Le projet préconise de maintenir un collège professionnel au sein du CSMP actuel, tout en renouvelant ses missions et ses règles de représentation. Reprenant les préconisations du rapport Lasserre, il modifie substantiellement la composition du Conseil, en lui conférant le caractère d'une instance professionnelle, c'est-à-dire écartant toute représentation de l'État en son sein.

À côté de cette instance professionnelle, il crée une structure de règlement des conflits en cas d'échec de la médiation : l'autorité indépendante.

Il s'agit donc bien aujourd'hui de moderniser la loi Bichet sans remettre en cause les principes fondateurs qu'elle a posés.

M. le président.
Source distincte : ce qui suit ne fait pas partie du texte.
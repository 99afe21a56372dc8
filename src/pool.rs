//! Fixed-size round-robin pool.
//!
//! A [`Pool`] builds all of its items up front and hands them out cyclically.
//! There is no acquire/release: an item handed out by [`Pool::next`] is simply
//! handed out again `len()` calls later, whatever the caller did with it.
//! Typical contents are pre-spawned effect entities or cloned audio handles.

use log::debug;

/// Round-robin collection of pre-built items.
///
/// Invariant: `items` is never empty and `cursor < items.len()`.
#[derive(Debug, Clone)]
pub struct Pool<T> {
    items: Vec<T>,
    cursor: usize,
}

impl<T> Pool<T> {
    /// Build `n` items by calling `generator` exactly `n` times.
    ///
    /// # Panics
    ///
    /// Panics if `n == 0`; a pool must hold at least one item.
    pub fn new(n: usize, mut generator: impl FnMut() -> T) -> Self {
        assert!(n > 0, "Pool::new requires at least one item");
        let items: Vec<T> = (0..n).map(|_| generator()).collect();
        debug!("Pool created with {} items", n);
        Self { items, cursor: 0 }
    }

    /// Wrap already-built items. Iteration starts at the first one.
    ///
    /// # Panics
    ///
    /// Panics if `items` is empty.
    pub fn from_items(items: Vec<T>) -> Self {
        assert!(!items.is_empty(), "Pool::from_items requires at least one item");
        debug!("Pool wrapped {} items", items.len());
        Self { items, cursor: 0 }
    }

    /// Return the item under the cursor and advance the cursor by one,
    /// wrapping to the start after the last item.
    #[allow(clippy::should_implement_trait)]
    pub fn next(&mut self) -> &mut T {
        let i = self.cursor;
        self.cursor = (i + 1) % self.items.len();
        &mut self.items[i]
    }

    /// Index of the item the next call to [`Pool::next`] returns.
    pub fn cursor(&self) -> usize {
        self.cursor
    }

    pub fn len(&self) -> usize {
        self.items.len()
    }

    /// Always false; kept for symmetry with `len`.
    pub fn is_empty(&self) -> bool {
        self.items.is_empty()
    }

    pub fn get(&self, index: usize) -> Option<&T> {
        self.items.get(index)
    }

    /// All items in pool order, regardless of the cursor.
    pub fn iter(&self) -> std::slice::Iter<'_, T> {
        self.items.iter()
    }

    /// Mutable access to all items, e.g. to resync every pooled audio handle.
    pub fn iter_mut(&mut self) -> std::slice::IterMut<'_, T> {
        self.items.iter_mut()
    }
}

impl<'a, T> IntoIterator for &'a Pool<T> {
    type Item = &'a T;
    type IntoIter = std::slice::Iter<'a, T>;

    fn into_iter(self) -> Self::IntoIter {
        self.iter()
    }
}

impl<'a, T> IntoIterator for &'a mut Pool<T> {
    type Item = &'a mut T;
    type IntoIter = std::slice::IterMut<'a, T>;

    fn into_iter(self) -> Self::IntoIter {
        self.iter_mut()
    }
}
//! Seeker layouts for the demo runner.
//!
//! A scenario is a JSON document listing where each seeker starts and where
//! it should go:
//!
//! ```json
//! { "seekers": [ { "x": 0, "y": 0, "target_x": 120, "target_y": 40 } ] }
//! ```

use fastrand::Rng;
use serde::{Deserialize, Serialize};

use crate::math::randge_with;

#[derive(Clone, Copy, Debug, PartialEq, Serialize, Deserialize)]
pub struct SeekerSpec {
    pub x: f32,
    pub y: f32,
    pub target_x: f32,
    pub target_y: f32,
}

#[derive(Clone, Debug, Default, PartialEq, Serialize, Deserialize)]
pub struct Scenario {
    #[serde(default)]
    pub seekers: Vec<SeekerSpec>,
}

impl Scenario {
    /// Loads a scenario from a JSON file at the specified path.
    pub fn load_from_file(path: &str) -> Result<Self, Box<dyn std::error::Error>> {
        let file_content = std::fs::read_to_string(path)?;
        let scenario: Scenario = serde_json::from_str(&file_content)?;
        Ok(scenario)
    }

    /// `count` seekers starting at the origin with targets scattered inside
    /// a `width` x `height` area.
    pub fn scattered(rng: &mut Rng, count: usize, width: f32, height: f32) -> Self {
        let seekers = (0..count)
            .map(|_| SeekerSpec {
                x: 0.0,
                y: 0.0,
                target_x: randge_with(rng, -width / 2.0, width / 2.0),
                target_y: randge_with(rng, -height / 2.0, height / 2.0),
            })
            .collect();
        Scenario { seekers }
    }
}
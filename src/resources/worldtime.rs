use bevy_ecs::prelude::Resource;

/// Simulation clock. `delta` is already scaled by `time_scale`.
#[derive(Resource, Clone, Copy, Debug)]
pub struct WorldTime {
    pub elapsed: f32,
    pub delta: f32,
    pub time_scale: f32,
    pub frame_count: u64,
}

impl Default for WorldTime {
    fn default() -> Self {
        WorldTime {
            elapsed: 0.0,
            delta: 0.0,
            time_scale: 1.0,
            frame_count: 0,
        }
    }
}
//! Velocity-based easing toward a target.
//!
//! [`acc_to`] advances a 1-D speed toward a target speed with separate
//! acceleration and deceleration rates. [`move_to`] derives that target speed
//! from the remaining distance so the body brakes early enough to stop on the
//! target. Both are stateless: the caller owns position and velocity, persists
//! the returned velocity and integrates it into position itself.
//!
//! Invalid parameters are not guarded. A negative deceleration makes the
//! braking-speed square root produce NaN, which then flows through the result.
//!
//! # Example
//! ```
//! use aberredkit::motion::move_to;
//!
//! let (mut pos, mut speed) = (0.0_f32, 0.0_f32);
//! for _ in 0..600 {
//!     speed = move_to(pos, 100.0, speed, 200.0, 400.0, 400.0, 1.0 / 60.0);
//!     pos += speed / 60.0;
//! }
//! assert!((pos - 100.0).abs() < 0.5);
//! ```

use crate::math::{clamp, sign};

/// One easing step of `speed` toward `target_speed`.
///
/// `acc` is used when starting from rest or speeding up in the direction the
/// body already moves; `dec` is used otherwise (slowing down or reversing).
/// The result never goes past `target_speed`.
pub fn acc_to(speed: f32, target_speed: f32, acc: f32, dec: f32, dt: f32) -> f32 {
    if speed == target_speed {
        return speed;
    }
    let rate = if speed == 0.0 || speed * target_speed > 0.0 {
        acc * dt
    } else {
        dec * dt
    };
    // Comparisons instead of f32::min/max so a NaN target propagates.
    if target_speed > 0.0 || (target_speed == 0.0 && speed < 0.0) {
        let next = speed + rate;
        if next < target_speed { next } else { target_speed }
    } else {
        // target_speed < 0, or target_speed == 0 with speed > 0
        let next = speed - rate;
        if next > target_speed { next } else { target_speed }
    }
}

/// Speed for one step toward `target` that arrives without overshooting.
///
/// The desired speed is the braking speed for the remaining distance,
/// `sign(d) * sqrt(|d| * dec)`, capped to `[-max_speed, max_speed]`, and the
/// body eases toward it through [`acc_to`]. `pos` is never modified.
pub fn move_to(
    pos: f32,
    target: f32,
    speed: f32,
    max_speed: f32,
    acc: f32,
    dec: f32,
    dt: f32,
) -> f32 {
    let dist = target - pos;
    let target_speed = clamp(sign(dist) * (dist.abs() * dec).sqrt(), -max_speed, max_speed);
    acc_to(speed, target_speed, acc, dec, dt)
}

/// Speed limits shared by every body that seeks with the same feel.
#[derive(Clone, Copy, Debug, PartialEq, serde::Deserialize, serde::Serialize)]
pub struct MotionProfile {
    /// Speed cap in units per second.
    pub max_speed: f32,
    /// Rate used when speeding up, in units per second squared.
    pub acceleration: f32,
    /// Rate used when slowing down, in units per second squared.
    pub deceleration: f32,
}

impl Default for MotionProfile {
    fn default() -> Self {
        Self {
            max_speed: 200.0,
            acceleration: 400.0,
            deceleration: 400.0,
        }
    }
}

impl MotionProfile {
    pub fn new(max_speed: f32, acceleration: f32, deceleration: f32) -> Self {
        Self {
            max_speed,
            acceleration,
            deceleration,
        }
    }

    /// [`move_to`] with this profile's limits.
    #[inline]
    pub fn step(&self, pos: f32, target: f32, speed: f32, dt: f32) -> f32 {
        move_to(
            pos,
            target,
            speed,
            self.max_speed,
            self.acceleration,
            self.deceleration,
            dt,
        )
    }
}

/// Position and velocity of one axis.
#[derive(Clone, Copy, Debug, Default, PartialEq)]
pub struct Kinematic {
    pub position: f32,
    pub velocity: f32,
}

impl Kinematic {
    pub fn new(position: f32) -> Self {
        Self {
            position,
            velocity: 0.0,
        }
    }

    /// Ease toward `target` for `dt` seconds and integrate the new velocity.
    pub fn seek(&mut self, target: f32, profile: &MotionProfile, dt: f32) {
        self.velocity = profile.step(self.position, target, self.velocity, dt);
        self.position += self.velocity * dt;
    }

    /// Whether the body is within `distance` of `target` and slower than `speed`.
    pub fn settled(&self, target: f32, distance: f32, speed: f32) -> bool {
        (self.position - target).abs() <= distance && self.velocity.abs() <= speed
    }
}
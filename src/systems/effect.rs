//! Effect lifetime system.
//!
//! Counts down every active [`Effect`] and turns it inactive when its time
//! runs out. Entities are never despawned; they go back to waiting in the
//! [`EffectPool`](crate::resources::effectpool::EffectPool).

use bevy_ecs::prelude::*;

use crate::components::effect::Effect;
use crate::resources::worldtime::WorldTime;

pub fn effect_system(mut query: Query<&mut Effect>, time: Res<WorldTime>) {
    let dt = time.delta;
    for mut effect in query.iter_mut() {
        if !effect.active {
            continue;
        }
        effect.remaining -= dt;
        if effect.remaining <= 0.0 {
            effect.remaining = 0.0;
            effect.active = false;
        }
    }
}
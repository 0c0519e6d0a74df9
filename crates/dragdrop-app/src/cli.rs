//! Command-line arguments.

use crate::app::AppConfig;
use clap::Parser;
use std::path::PathBuf;

/// Replay a recorded drag-and-drop event trace.
#[derive(Debug, Parser)]
#[command(name = "dragdrop-replay", version, about)]
pub struct Cli {
    /// JSON script with the events to replay.
    pub script: PathBuf,

    /// Treat a drag end over a drop target as a drop, overriding the script.
    #[arg(long)]
    pub sticky: bool,

    /// Pretty-print the JSON report.
    #[arg(long)]
    pub pretty: bool,
}

impl From<Cli> for AppConfig {
    fn from(cli: Cli) -> Self {
        Self {
            script: cli.script,
            force_sticky: cli.sticky,
            pretty: cli.pretty,
        }
    }
}

#[cfg(test)]
mod tests {
    use super::*;

    #[test]
    fn test_parse_flags() {
        let cli = Cli::try_parse_from(["dragdrop-replay", "trace.json", "--sticky"]).unwrap();
        let config = AppConfig::from(cli);
        assert_eq!(config.script, PathBuf::from("trace.json"));
        assert!(config.force_sticky);
        assert!(!config.pretty);
    }

    #[test]
    fn test_script_required() {
        assert!(Cli::try_parse_from(["dragdrop-replay"]).is_err());
    }
}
La parole est à M. Jean-Pierre Plancade, pour la réplique.

M. Jean-Pierre Plancade. Merci, monsieur le ministre, de m'avoir apporté ces précisions fort utiles, après que nous avons, nous aussi, les uns et les autres, reçu des organismes de distribution de presse et des syndicats.

Même si nous mesurons bien la nécessité de réformer le système – cela a été dit de manière unanime à l'occasion des états généraux –, nous avons conscience que, au-delà de cette réforme technique, il y a un enjeu politique, celui de la liberté de la diffusion de la presse.